Your goal – Your answer should be each line of the entries that contains the word "reachable", copied in full.

** Study material follows **

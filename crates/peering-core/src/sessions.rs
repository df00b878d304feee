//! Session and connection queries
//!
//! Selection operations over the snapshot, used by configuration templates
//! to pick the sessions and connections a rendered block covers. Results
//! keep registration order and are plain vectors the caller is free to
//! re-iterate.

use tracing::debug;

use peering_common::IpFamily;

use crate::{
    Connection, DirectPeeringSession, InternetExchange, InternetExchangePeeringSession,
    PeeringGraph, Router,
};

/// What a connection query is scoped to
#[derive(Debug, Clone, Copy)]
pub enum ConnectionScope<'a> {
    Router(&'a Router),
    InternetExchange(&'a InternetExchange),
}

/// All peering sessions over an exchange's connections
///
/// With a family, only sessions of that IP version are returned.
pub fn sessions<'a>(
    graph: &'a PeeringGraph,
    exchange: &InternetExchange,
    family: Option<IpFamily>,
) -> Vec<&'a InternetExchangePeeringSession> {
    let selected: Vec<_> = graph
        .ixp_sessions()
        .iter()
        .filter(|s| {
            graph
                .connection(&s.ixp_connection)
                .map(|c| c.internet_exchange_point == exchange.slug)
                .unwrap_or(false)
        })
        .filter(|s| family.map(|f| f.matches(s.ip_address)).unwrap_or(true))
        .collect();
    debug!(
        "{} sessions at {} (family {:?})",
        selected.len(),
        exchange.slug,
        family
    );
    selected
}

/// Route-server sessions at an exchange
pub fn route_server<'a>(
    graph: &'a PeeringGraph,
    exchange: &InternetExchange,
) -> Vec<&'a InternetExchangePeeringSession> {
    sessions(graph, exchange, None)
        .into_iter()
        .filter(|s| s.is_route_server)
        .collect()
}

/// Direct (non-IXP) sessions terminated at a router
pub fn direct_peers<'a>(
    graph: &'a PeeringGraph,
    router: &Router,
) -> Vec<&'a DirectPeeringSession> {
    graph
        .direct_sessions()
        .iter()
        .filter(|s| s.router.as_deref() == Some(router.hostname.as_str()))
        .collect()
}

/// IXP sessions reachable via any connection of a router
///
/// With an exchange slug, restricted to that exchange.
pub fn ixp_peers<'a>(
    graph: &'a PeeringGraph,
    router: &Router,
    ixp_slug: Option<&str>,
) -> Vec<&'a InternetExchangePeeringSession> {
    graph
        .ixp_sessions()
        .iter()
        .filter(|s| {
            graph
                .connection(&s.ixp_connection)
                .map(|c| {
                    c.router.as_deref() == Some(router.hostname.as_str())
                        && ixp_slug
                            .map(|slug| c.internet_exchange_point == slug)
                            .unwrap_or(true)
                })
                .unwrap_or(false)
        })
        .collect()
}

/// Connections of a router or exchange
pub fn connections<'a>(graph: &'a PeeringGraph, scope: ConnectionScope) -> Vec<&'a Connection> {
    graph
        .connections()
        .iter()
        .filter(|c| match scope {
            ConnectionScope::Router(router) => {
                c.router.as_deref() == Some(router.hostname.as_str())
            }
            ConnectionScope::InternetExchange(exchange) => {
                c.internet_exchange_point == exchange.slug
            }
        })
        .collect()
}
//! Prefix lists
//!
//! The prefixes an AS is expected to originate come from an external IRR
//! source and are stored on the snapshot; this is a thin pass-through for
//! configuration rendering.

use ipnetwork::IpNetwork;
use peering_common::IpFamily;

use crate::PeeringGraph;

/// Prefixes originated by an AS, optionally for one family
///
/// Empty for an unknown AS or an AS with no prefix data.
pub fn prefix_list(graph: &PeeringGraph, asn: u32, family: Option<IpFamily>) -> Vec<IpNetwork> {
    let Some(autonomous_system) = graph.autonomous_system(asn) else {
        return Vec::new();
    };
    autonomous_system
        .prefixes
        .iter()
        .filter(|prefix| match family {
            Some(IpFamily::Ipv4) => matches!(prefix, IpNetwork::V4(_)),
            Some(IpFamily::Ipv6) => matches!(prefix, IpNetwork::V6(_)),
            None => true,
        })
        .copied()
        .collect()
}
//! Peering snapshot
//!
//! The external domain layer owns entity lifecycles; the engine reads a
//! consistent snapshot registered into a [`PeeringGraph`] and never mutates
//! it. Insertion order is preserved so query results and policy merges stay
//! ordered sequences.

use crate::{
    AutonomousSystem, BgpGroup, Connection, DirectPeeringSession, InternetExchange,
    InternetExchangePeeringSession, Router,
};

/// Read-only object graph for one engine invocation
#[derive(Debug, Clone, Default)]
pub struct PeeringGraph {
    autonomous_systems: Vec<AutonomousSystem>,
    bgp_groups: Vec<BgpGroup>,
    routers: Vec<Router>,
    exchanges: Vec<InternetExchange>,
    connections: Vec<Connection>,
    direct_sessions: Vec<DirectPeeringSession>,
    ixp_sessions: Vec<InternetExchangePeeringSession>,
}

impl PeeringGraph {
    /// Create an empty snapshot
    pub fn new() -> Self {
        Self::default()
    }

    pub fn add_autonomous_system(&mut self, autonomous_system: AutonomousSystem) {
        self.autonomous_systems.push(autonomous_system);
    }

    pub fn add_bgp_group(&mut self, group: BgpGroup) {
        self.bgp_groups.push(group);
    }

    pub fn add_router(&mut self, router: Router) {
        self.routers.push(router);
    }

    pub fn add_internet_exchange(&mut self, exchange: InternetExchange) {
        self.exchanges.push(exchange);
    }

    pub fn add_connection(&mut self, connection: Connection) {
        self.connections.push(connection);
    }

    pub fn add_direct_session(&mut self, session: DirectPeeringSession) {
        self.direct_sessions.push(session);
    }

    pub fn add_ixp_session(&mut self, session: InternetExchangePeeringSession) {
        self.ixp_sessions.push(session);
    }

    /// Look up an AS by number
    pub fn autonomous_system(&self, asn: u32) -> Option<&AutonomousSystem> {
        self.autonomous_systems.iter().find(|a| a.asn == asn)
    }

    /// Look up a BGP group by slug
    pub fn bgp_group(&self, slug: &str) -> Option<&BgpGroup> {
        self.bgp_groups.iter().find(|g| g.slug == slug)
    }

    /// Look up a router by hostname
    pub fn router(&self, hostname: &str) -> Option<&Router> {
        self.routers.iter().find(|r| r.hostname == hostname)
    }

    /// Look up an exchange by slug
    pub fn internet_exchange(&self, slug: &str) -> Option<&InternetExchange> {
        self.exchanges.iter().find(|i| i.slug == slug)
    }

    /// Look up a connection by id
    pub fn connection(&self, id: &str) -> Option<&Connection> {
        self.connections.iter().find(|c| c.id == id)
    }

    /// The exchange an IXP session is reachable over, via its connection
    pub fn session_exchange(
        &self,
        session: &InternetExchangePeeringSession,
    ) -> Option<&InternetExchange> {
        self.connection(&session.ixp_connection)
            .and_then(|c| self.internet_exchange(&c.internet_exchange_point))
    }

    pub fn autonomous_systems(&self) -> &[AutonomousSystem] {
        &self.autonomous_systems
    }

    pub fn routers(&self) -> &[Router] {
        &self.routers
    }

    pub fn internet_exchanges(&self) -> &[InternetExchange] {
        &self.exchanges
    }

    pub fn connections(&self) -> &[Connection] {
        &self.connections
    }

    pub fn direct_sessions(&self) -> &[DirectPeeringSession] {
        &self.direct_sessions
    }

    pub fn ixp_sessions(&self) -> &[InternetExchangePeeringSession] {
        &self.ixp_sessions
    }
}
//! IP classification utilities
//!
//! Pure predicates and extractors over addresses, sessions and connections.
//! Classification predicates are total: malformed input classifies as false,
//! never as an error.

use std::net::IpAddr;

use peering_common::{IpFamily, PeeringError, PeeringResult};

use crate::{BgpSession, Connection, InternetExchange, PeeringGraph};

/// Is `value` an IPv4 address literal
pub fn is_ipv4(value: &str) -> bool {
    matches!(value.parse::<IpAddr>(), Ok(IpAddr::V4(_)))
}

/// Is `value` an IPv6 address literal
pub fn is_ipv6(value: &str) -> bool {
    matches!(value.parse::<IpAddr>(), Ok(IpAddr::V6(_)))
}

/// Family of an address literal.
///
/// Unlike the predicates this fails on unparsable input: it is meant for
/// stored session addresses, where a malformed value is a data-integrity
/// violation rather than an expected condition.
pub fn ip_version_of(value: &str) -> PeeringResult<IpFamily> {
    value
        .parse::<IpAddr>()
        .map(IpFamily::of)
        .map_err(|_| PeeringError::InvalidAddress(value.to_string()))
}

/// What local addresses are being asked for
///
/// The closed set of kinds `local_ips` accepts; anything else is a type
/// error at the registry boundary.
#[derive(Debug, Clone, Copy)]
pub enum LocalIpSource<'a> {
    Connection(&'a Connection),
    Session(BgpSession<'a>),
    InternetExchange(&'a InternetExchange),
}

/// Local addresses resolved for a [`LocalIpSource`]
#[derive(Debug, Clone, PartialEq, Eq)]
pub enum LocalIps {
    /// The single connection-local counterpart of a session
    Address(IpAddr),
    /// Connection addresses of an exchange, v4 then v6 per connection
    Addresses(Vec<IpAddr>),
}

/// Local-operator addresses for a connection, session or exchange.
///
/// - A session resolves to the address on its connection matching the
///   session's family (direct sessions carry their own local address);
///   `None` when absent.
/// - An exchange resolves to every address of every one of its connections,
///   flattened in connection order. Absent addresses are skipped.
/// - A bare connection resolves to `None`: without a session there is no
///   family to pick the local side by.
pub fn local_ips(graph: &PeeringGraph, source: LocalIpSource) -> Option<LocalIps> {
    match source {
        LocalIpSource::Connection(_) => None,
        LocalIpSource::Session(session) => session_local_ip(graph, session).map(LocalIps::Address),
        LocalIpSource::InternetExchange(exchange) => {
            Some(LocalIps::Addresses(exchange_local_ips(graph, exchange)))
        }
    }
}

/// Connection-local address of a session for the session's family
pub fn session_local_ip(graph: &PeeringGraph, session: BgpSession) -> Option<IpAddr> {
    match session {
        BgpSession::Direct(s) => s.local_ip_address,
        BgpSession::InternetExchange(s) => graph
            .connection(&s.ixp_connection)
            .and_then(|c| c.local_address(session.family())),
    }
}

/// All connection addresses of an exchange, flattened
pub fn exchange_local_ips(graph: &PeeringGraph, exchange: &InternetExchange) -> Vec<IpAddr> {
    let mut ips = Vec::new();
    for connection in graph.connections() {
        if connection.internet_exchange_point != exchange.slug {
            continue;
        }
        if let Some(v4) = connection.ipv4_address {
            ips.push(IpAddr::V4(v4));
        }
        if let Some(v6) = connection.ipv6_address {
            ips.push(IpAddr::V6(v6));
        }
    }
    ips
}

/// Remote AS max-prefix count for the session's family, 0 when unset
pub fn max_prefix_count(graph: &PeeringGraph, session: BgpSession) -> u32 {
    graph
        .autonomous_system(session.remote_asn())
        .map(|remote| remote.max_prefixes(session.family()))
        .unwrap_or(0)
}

** End of Study material **
** Study material follows **

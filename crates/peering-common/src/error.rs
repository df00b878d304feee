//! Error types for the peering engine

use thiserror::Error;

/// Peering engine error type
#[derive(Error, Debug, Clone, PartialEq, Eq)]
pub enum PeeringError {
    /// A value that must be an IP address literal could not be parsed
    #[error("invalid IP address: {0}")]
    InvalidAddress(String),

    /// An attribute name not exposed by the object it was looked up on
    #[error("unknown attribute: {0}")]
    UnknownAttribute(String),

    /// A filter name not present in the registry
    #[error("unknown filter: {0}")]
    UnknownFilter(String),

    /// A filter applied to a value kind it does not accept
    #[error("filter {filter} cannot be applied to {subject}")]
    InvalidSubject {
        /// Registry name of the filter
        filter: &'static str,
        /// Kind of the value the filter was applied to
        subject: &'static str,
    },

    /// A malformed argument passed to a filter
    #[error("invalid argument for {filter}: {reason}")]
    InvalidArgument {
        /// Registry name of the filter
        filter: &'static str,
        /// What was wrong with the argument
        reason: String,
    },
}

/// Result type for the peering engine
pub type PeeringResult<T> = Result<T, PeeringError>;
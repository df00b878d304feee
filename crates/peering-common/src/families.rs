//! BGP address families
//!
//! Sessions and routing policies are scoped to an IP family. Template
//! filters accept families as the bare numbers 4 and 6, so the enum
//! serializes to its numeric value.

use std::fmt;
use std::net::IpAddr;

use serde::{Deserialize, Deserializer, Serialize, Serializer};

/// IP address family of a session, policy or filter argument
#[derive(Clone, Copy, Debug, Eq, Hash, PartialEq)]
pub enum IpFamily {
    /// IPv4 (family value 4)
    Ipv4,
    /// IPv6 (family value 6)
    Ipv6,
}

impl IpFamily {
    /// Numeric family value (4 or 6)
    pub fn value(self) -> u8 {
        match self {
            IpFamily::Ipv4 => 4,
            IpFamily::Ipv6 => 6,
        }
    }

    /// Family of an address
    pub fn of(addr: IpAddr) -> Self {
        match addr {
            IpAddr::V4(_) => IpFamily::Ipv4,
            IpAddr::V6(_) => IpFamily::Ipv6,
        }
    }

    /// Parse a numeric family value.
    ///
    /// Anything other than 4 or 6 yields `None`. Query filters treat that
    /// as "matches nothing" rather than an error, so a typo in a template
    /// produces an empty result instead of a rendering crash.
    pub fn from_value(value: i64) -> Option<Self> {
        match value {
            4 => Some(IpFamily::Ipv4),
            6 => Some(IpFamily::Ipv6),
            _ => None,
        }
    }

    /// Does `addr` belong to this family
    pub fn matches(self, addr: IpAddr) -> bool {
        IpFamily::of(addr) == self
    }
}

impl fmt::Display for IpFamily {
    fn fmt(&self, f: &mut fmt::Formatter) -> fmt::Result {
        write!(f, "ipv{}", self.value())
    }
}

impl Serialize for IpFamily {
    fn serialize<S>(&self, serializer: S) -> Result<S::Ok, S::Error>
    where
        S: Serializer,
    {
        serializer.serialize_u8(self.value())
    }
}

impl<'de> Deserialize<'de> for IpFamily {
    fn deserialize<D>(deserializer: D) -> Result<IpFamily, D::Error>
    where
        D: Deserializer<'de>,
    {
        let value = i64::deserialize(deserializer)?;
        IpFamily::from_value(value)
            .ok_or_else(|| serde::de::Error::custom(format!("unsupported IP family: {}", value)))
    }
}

** End of Study material **

Task response –
/// IXP sessions reachable via any connection of a router
    /// The exchange an IXP session is reachable over, via its connection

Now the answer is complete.